*** Available data ***

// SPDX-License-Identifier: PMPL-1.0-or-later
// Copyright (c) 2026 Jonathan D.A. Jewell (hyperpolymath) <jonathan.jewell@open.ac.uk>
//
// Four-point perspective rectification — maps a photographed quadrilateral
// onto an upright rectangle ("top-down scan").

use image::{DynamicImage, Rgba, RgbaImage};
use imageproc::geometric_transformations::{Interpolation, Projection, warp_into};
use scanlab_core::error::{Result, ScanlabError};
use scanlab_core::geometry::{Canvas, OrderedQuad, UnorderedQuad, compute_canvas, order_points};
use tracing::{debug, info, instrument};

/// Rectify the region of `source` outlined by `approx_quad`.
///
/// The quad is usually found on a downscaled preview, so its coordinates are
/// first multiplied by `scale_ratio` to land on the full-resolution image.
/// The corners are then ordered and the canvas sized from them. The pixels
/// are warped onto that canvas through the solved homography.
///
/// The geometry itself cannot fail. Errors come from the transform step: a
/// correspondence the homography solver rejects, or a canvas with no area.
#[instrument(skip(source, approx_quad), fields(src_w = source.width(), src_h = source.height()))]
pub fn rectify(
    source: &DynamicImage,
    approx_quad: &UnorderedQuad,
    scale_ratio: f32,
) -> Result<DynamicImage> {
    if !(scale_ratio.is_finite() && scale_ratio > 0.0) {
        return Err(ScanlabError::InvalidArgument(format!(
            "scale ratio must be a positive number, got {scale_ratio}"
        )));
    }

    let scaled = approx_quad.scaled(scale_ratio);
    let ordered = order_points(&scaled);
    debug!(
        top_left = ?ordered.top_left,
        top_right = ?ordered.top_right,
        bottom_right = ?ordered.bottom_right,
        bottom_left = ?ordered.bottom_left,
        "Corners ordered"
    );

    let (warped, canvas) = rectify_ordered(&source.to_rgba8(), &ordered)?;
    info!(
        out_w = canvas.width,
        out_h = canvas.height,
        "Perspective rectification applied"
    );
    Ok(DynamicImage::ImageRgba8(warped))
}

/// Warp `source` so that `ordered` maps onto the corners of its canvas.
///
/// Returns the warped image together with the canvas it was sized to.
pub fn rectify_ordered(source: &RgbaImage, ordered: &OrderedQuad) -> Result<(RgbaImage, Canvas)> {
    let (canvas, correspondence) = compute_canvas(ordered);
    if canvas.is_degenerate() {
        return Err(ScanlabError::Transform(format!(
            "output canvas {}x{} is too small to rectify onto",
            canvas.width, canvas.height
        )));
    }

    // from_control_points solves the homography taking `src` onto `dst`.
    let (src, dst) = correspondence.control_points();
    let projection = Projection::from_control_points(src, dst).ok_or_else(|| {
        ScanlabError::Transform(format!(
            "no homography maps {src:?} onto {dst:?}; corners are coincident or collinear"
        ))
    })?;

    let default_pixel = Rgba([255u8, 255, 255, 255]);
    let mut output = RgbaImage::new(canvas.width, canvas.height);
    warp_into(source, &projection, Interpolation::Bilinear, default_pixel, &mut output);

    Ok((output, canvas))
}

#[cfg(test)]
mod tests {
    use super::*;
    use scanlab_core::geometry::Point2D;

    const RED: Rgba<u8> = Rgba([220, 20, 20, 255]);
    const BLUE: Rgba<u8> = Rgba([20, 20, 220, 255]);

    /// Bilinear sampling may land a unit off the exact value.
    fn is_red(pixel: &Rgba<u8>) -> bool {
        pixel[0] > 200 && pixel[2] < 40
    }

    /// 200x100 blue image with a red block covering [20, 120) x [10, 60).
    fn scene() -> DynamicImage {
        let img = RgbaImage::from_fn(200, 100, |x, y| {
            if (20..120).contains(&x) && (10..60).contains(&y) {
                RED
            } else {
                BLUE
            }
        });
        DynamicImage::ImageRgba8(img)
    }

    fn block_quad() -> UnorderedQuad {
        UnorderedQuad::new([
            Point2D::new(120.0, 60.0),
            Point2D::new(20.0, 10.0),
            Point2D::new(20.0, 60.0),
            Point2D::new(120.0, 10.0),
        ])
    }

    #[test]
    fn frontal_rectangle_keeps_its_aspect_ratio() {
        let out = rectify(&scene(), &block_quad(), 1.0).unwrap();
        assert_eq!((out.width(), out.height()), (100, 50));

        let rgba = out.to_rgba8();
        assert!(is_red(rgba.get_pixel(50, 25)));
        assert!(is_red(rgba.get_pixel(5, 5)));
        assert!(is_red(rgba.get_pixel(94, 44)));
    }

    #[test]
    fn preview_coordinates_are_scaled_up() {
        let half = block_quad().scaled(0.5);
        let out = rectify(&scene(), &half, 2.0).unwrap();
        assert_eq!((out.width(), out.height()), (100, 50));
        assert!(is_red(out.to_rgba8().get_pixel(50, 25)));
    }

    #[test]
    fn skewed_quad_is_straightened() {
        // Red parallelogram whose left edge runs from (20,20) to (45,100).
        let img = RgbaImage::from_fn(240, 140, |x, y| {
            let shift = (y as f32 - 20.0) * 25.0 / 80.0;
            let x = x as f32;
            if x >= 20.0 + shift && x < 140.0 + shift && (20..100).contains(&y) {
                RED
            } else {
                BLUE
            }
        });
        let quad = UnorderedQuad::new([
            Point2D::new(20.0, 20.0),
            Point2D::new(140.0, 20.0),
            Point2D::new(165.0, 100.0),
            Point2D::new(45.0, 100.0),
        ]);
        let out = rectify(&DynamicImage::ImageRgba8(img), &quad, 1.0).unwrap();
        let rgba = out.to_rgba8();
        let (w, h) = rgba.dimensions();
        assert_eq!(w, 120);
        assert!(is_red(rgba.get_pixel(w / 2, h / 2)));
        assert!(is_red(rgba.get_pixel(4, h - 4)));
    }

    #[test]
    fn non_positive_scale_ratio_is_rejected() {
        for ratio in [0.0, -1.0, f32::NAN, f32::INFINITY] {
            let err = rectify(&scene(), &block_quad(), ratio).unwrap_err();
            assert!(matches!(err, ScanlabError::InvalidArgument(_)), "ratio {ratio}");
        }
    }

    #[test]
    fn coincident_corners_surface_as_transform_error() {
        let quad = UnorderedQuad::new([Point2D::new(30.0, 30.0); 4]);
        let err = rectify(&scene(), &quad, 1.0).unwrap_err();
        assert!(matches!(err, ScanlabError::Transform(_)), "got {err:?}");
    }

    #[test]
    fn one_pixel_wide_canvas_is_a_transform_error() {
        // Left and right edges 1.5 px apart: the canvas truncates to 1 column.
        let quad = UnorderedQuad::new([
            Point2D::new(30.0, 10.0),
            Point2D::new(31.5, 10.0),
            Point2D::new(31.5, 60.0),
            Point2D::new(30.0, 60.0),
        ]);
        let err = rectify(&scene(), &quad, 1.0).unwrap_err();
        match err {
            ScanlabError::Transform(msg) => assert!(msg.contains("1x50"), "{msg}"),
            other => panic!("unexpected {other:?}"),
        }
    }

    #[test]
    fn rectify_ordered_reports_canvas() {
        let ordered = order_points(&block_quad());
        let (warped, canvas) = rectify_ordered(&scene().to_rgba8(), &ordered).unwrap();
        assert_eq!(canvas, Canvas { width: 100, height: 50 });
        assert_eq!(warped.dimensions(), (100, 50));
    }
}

***

■ Task
All of the entries above need to be output again exactly.

■ Solution to the problem
// SPDX-License-Identifier: PMPL-1.0-or-later
// Copyright (c) 2026 Jonathan D.A. Jewell (hyperpolymath) <jonathan.jewell@open.ac.uk>
//
// Four-point perspective rectification — maps a photographed quadrilateral
// onto an upright rectangle ("top-down scan").

use image::{DynamicImage, Rgba, RgbaImage};
use imageproc::geometric_transformations::{Interpolation, Projection, warp_into};
use scanlab_core::error::{Result, ScanlabError};
use scanlab_core::geometry::{Canvas, OrderedQuad, UnorderedQuad, compute_canvas, order_points};
use tracing::{debug, info, instrument};

/// Rectify the region of `source` outlined by `approx_quad`.
///
/// The quad is usually found on a downscaled preview, so its coordinates are
/// first multiplied by `scale_ratio` to land on the full-resolution image.
/// The corners are then ordered and the canvas sized from them. The pixels
/// are warped onto that canvas through the solved homography.
///
/// The geometry itself cannot fail. Errors come from the transform step: a
/// correspondence the homography solver rejects, or a canvas with no area.
#[instrument(skip(source, approx_quad), fields(src_w = source.width(), src_h = source.height()))]
pub fn rectify(
    source: &DynamicImage,
    approx_quad: &UnorderedQuad,
    scale_ratio: f32,
) -> Result<DynamicImage> {
    if !(scale_ratio.is_finite() && scale_ratio > 0.0) {
        return Err(ScanlabError::InvalidArgument(format!(
            "scale ratio must be a positive number, got {scale_ratio}"
        )));
    }

    let scaled = approx_quad.scaled(scale_ratio);
    let ordered = order_points(&scaled);
    debug!(
        top_left = ?ordered.top_left,
        top_right = ?ordered.top_right,
        bottom_right = ?ordered.bottom_right,
        bottom_left = ?ordered.bottom_left,
        "Corners ordered"
    );

    let (warped, canvas) = rectify_ordered(&source.to_rgba8(), &ordered)?;
    info!(
        out_w = canvas.width,
        out_h = canvas.height,
        "Perspective rectification applied"
    );
    Ok(DynamicImage::ImageRgba8(warped))
}

/// Warp `source` so that `ordered` maps onto the corners of its canvas.
///
/// Returns the warped image together with the canvas it was sized to.
pub fn rectify_ordered(source: &RgbaImage, ordered: &OrderedQuad) -> Result<(RgbaImage, Canvas)> {
    let (canvas, correspondence) = compute_canvas(ordered);
    if canvas.is_degenerate() {
        return Err(ScanlabError::Transform(format!(
            "output canvas {}x{} is too small to rectify onto",
            canvas.width, canvas.height
        )));
    }

    // from_control_points solves the homography taking `src` onto `dst`.
    let (src, dst) = correspondence.control_points();
    let projection = Projection::from_control_points(src, dst).ok_or_else(|| {
        ScanlabError::Transform(format!(
            "no homography maps {src:?} onto {dst:?}; corners are coincident or collinear"
        ))
    })?;

    let default_pixel = Rgba([255u8, 255, 255, 255]);
    let mut output = RgbaImage::new(canvas.width, canvas.height);
    warp_into(source, &projection, Interpolation::Bilinear, default_pixel, &mut output);

    Ok((output, canvas))
}

#[cfg(test)]
mod tests {
    use super::*;
    use scanlab_core::geometry::Point2D;

    const RED: Rgba<u8> = Rgba([220, 20, 20, 255]);
    const BLUE: Rgba<u8> = Rgba([20, 20, 220, 255]);

    /// Bilinear sampling may land a unit off the exact value.
    fn is_red(pixel: &Rgba<u8>) -> bool {
        pixel[0] > 200 && pixel[2] < 40
    }

    /// 200x100 blue image with a red block covering [20, 120) x [10, 60).
    fn scene() -> DynamicImage {
        let img = RgbaImage::from_fn(200, 100, |x, y| {
            if (20..120).contains(&x) && (10..60).contains(&y) {
                RED
            } else {
                BLUE
            }
        });
        DynamicImage::ImageRgba8(img)
    }

    fn block_quad() -> UnorderedQuad {
        UnorderedQuad::new([
            Point2D::new(120.0, 60.0),
            Point2D::new(20.0, 10.0),
            Point2D::new(20.0, 60.0),
            Point2D::new(120.0, 10.0),
        ])
    }

    #[test]
    fn frontal_rectangle_keeps_its_aspect_ratio() {
        let out = rectify(&scene(), &block_quad(), 1.0).unwrap();
        assert_eq!((out.width(), out.height()), (100, 50));

        let rgba = out.to_rgba8();
        assert!(is_red(rgba.get_pixel(50, 25)));
        assert!(is_red(rgba.get_pixel(5, 5)));
        assert!(is_red(rgba.get_pixel(94, 44)));
    }

    #[test]
    fn preview_coordinates_are_scaled_up() {
        let half = block_quad().scaled(0.5);
        let out = rectify(&scene(), &half, 2.0).unwrap();
        assert_eq!((out.width(), out.height()), (100, 50));
        assert!(is_red(out.to_rgba8().get_pixel(50, 25)));
    }

    #[test]
    fn skewed_quad_is_straightened() {
        // Red parallelogram whose left edge runs from (20,20) to (45,100).
        let img = RgbaImage::from_fn(240, 140, |x, y| {
            let shift = (y as f32 - 20.0) * 25.0 / 80.0;
            let x = x as f32;
            if x >= 20.0 + shift && x < 140.0 + shift && (20..100).contains(&y) {
                RED
            } else {
                BLUE
            }
        });
        let quad = UnorderedQuad::new([
            Point2D::new(20.0, 20.0),
            Point2D::new(140.0, 20.0),
            Point2D::new(165.0, 100.0),
            Point2D::new(45.0, 100.0),
        ]);
        let out = rectify(&DynamicImage::ImageRgba8(img), &quad, 1.0).unwrap();
        let rgba = out.to_rgba8();
        let (w, h) = rgba.dimensions();
        assert_eq!(w, 120);
        assert!(is_red(rgba.get_pixel(w / 2, h / 2)));
        assert!(is_red(rgba.get_pixel(4, h - 4)));
    }

    #[test]
    fn non_positive_scale_ratio_is_rejected() {
        for ratio in [0.0, -1.0, f32::NAN, f32::INFINITY] {
            let err = rectify(&scene(), &block_quad(), ratio).unwrap_err();
            assert!(matches!(err, ScanlabError::InvalidArgument(_)), "ratio {ratio}");
        }
    }

    #[test]
    fn coincident_corners_surface_as_transform_error() {
        let quad = UnorderedQuad::new([Point2D::new(30.0, 30.0); 4]);
        let err = rectify(&scene(), &quad, 1.0).unwrap_err();
        assert!(matches!(err, ScanlabError::Transform(_)), "got {err:?}");
    }

    #[test]
    fn one_pixel_wide_canvas_is_a_transform_error() {
        // Left and right edges 1.5 px apart: the canvas truncates to 1 column.
        let quad = UnorderedQuad::new([
            Point2D::new(30.0, 10.0),
            Point2D::new(31.5, 10.0),
            Point2D::new(31.5, 60.0),
            Point2D::new(30.0, 60.0),
        ]);
        let err = rectify(&scene(), &quad, 1.0).unwrap_err();
        match err {
            ScanlabError::Transform(msg) => assert!(msg.contains("1x50"), "{msg}"),
            other => panic!("unexpected {other:?}"),
        }
    }

    #[test]
    fn rectify_ordered_reports_canvas() {
        let ordered = order_points(&block_quad());
        let (warped, canvas) = rectify_ordered(&scene().to_rgba8(), &ordered).unwrap();
        assert_eq!(canvas, Canvas { width: 100, height: 50 });
        assert_eq!(warped.dimensions(), (100, 50));
    }
}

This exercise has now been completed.